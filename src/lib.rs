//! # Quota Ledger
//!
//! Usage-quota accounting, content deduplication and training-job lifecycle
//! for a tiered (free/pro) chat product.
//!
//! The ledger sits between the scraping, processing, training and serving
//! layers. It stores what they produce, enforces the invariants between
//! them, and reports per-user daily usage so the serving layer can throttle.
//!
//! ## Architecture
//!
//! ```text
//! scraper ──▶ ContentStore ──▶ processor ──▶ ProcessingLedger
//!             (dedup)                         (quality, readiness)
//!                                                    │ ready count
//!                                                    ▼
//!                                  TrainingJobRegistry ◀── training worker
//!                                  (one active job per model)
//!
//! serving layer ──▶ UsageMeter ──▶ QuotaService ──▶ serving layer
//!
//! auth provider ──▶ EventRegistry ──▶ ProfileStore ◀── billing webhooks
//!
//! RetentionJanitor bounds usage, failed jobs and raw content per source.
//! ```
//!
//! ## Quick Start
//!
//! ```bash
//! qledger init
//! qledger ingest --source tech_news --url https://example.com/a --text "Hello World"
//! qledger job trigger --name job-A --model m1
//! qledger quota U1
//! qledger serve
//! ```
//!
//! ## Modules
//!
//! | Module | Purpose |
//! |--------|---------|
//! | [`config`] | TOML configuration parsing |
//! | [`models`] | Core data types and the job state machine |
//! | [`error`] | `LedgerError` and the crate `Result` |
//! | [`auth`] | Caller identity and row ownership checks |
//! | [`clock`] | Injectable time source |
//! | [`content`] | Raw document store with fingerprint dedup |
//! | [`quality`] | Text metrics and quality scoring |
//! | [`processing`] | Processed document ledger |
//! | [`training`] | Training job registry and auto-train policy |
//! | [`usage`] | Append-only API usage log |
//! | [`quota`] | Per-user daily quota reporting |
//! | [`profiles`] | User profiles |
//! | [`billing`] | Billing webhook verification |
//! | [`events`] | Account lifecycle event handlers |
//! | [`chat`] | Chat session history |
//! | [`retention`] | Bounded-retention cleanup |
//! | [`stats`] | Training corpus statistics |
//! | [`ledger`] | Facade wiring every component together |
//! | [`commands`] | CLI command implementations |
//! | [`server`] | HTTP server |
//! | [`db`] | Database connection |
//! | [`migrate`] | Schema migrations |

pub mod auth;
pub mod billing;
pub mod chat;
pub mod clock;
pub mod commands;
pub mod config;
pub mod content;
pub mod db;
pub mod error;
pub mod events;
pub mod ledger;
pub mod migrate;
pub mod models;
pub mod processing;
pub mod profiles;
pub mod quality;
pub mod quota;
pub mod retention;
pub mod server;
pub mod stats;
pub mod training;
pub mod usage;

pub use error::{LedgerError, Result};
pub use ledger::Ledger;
= = =
Give only the lines from the one holding "## Quick Start" through the one holding "state machine |", each restated exactly as it appears above.

//! ## Quick Start
//!
//! ```bash
//! qledger init
//! qledger ingest --source tech_news --url https://example.com/a --text "Hello World"
//! qledger job trigger --name job-A --model m1
//! qledger quota U1
//! qledger serve
//! ```
//!
//! ## Modules
//!
//! | Module | Purpose |
//! |--------|---------|
//! | [`config`] | TOML configuration parsing |
//! | [`models`] | Core data types and the job state machine |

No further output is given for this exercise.